Last year, between the two of us, we watched an average of 317 movies.
This year our goal is to top that by watching at least one a day.
And as an extra special torture, we've decided to write about all of them.

30 April 2008

Teeth, dir. Mitchell Lichtenstein (2007)

NIKKI says:
Wow, did I feel stupid. I really thought someone was seriously making a horror movie about a vagina with teeth. I didn't expect for a second that the film would be in anyway comedic or satirical. Steve says: "How could you possibly think they could do this seriously?"

Well...! I just don't know. Who knows what horror people will do these days. I figured on a Hostel-type thing, and got the sort of film Psycho Beach Party wanted to be, only with deeper, more compelling undertones.

Dawn is the leader of a chastity group in her hometown. She doesn't believe in sex before marriage, and is content to remain a virgin until she finds the right guy. When the right guy appears to come along, Dawn's hormones begin to rage. She decides a little closeness with her boyfriend might not be so bad. A little closeness becomes a lot of teasing, and her boyfriend takes out his frustrations by raping her. Unable to cope, Dawn's vagina clamps his offending penis and snaps it clean off.

Dawn is horrified to learn she embodies the Greek myth of the vagina dentata, and requires a hero to free her of this evil curse. But is it such a curse? What if Dawn could learn to control her condition? What kind of heroine could she become?

It's easy to dismiss this film as a sick and twisted tale of perversion. I made the mistake of skimming the IMDb board responses to it and most of them missed the point entirely (as they usually do about everything from I Spit on Your Grave to, say, Transformers). This is not a genital mutilation fantasy, so much as a female empowerment story. It's about owning one's body, taking charge of what Dawn calls her "gift". It's just a mildly weird way of getting that message across.

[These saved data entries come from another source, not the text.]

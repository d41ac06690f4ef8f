use serde::{Deserialize, Serialize};

/// Canonical workflow status
///
/// The labels are the literal values stored in the remote sheet:
/// - NotStarted: `PAS FAIT` (also the default for an empty status cell)
/// - InProgress: `EN COURS`
/// - Done: `FAIT`
#[derive(Debug, Clone, Copy, PartialEq, Eq, Hash, Serialize, Deserialize)]
pub enum Status {
    NotStarted,
    InProgress,
    Done,
}

impl Status {
    /// All canonical statuses, in workflow order
    pub const ALL: [Status; 3] = [Status::NotStarted, Status::InProgress, Status::Done];

    pub fn label(&self) -> &'static str {
        match self {
            Status::NotStarted => "PAS FAIT",
            Status::InProgress => "EN COURS",
            Status::Done => "FAIT",
        }
    }

    /// Match a normalized (trimmed, upper-cased) cell value against the canonical labels
    pub fn from_label(label: &str) -> Option<Self> {
        match label {
            "PAS FAIT" => Some(Status::NotStarted),
            "EN COURS" => Some(Status::InProgress),
            "FAIT" => Some(Status::Done),
            _ => None,
        }
    }

    /// Parse user input: canonical labels (any case) or a short alias
    pub fn parse(input: &str) -> Option<Self> {
        let normalized = normalize_status(input);
        if let Some(status) = Self::from_label(&normalized) {
            return Some(status);
        }
        match normalized.as_str() {
            "TODO" | "NOT-STARTED" | "NOT_STARTED" | "PAS-FAIT" => Some(Status::NotStarted),
            "IN-PROGRESS" | "IN_PROGRESS" | "DOING" | "EN-COURS" => Some(Status::InProgress),
            "DONE" => Some(Status::Done),
            _ => None,
        }
    }
}

/// Label used when a status column exists but the cell is empty
pub const NOT_STARTED: &str = "PAS FAIT";

/// Trim and upper-case a raw status cell
pub fn normalize_status(raw: &str) -> String {
    raw.trim().to_uppercase()
}
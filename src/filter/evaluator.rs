//! Filter engine
//!
//! Evaluates a [`FilterSelection`] against the classified rows of a source.
//!
//! # Rules
//!
//! - Section markers always pass, so headings keep separating the rows below
//!   them even when a filter empties their section.
//! - `group` matches the group cell exactly.
//! - `status` matches the normalized status exactly.
//! - `assignee` matches when the raw assignee cell contains the selection as
//!   a substring. This is looser than the option list, which offers split
//!   names: `Ann` also matches `Anna`.
//! - A selection whose column is absent from the schema is inert.

use crate::filter::parser::FilterSelection;
use crate::models::{Schema, TaskRow};

/// Check whether a single row passes the selection
pub fn row_matches(row: &TaskRow, selection: &FilterSelection, schema: &Schema) -> bool {
    if row.is_section_marker {
        return true;
    }

    let group_ok = match (selection.group.as_deref(), schema.group_column()) {
        (Some(wanted), Some(column)) => row.get(column) == wanted,
        _ => true,
    };

    let status_ok = match (selection.status.as_deref(), schema.status_column()) {
        (Some(wanted), Some(_)) => row.status.as_deref() == Some(wanted),
        _ => true,
    };

    let assignee_ok = match (selection.assignee.as_deref(), schema.assignee_column()) {
        (Some(wanted), Some(column)) => row.get(column).contains(wanted),
        _ => true,
    };

    group_ok && status_ok && assignee_ok
}

/// Positions (into `tasks`) of the rows passing the selection, in input order
pub fn filter_rows(tasks: &[TaskRow], selection: &FilterSelection, schema: &Schema) -> Vec<usize> {
    let filtered: Vec<usize> = tasks
        .iter()
        .enumerate()
        .filter(|(_, row)| row_matches(row, selection, schema))
        .map(|(pos, _)| pos)
        .collect();

    log::debug!("Filtering: {}/{} rows shown", filtered.len(), tasks.len());
    filtered
}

But I'll tell you -- the bitey-vagina is a horror angle I've never seen before. And in a genre that craves originality, there's a win right there. It also gets points for a brilliant female lead, who balances so well her dramatics and campishness to make her believable in such an unbelievable role.

3/5

STEVE says:
Teeth wasn't nearly as uncomfortable to watch as 98% of the reviews out there would have you believe. Only because you see it coming. Once the Vagina Dentata is revealed - and that's in the opening five minutes - it's only a matter of time before some penises start getting chomped off. It becomes a waiting game.

And when the waiting is over, it's effective because of the storytelling - by this point, you pretty much want to see this particular kid get his penis (or his 'dick', or his 'rod', or his 'johnson') cut off - but it's not all that squirm-inducing because the nature of the story prepped you for it. (And if it didn't, you just weren't paying attention.) More effective is the bathtub scene in I Spit on Your Grave. No way could you see that coming, so when it does, you're shocked. With Teeth, not so much.

Lichtenstein definitely took a More is More approach here. Getting graphic wasn't necessary because - especially in a case involving denticular castration - the more you leave to the imagination, the better. Instead, we're treated to bloody shots of penisless groins over and over again, as well as one completely unnecessary shot of a dog swallowing the, erm, "other half", let's say. To what end? I don't know. I think Less is More would have made me squirm.

Apart from all that, it was a good movie - again, because of the story and not because of the special effects.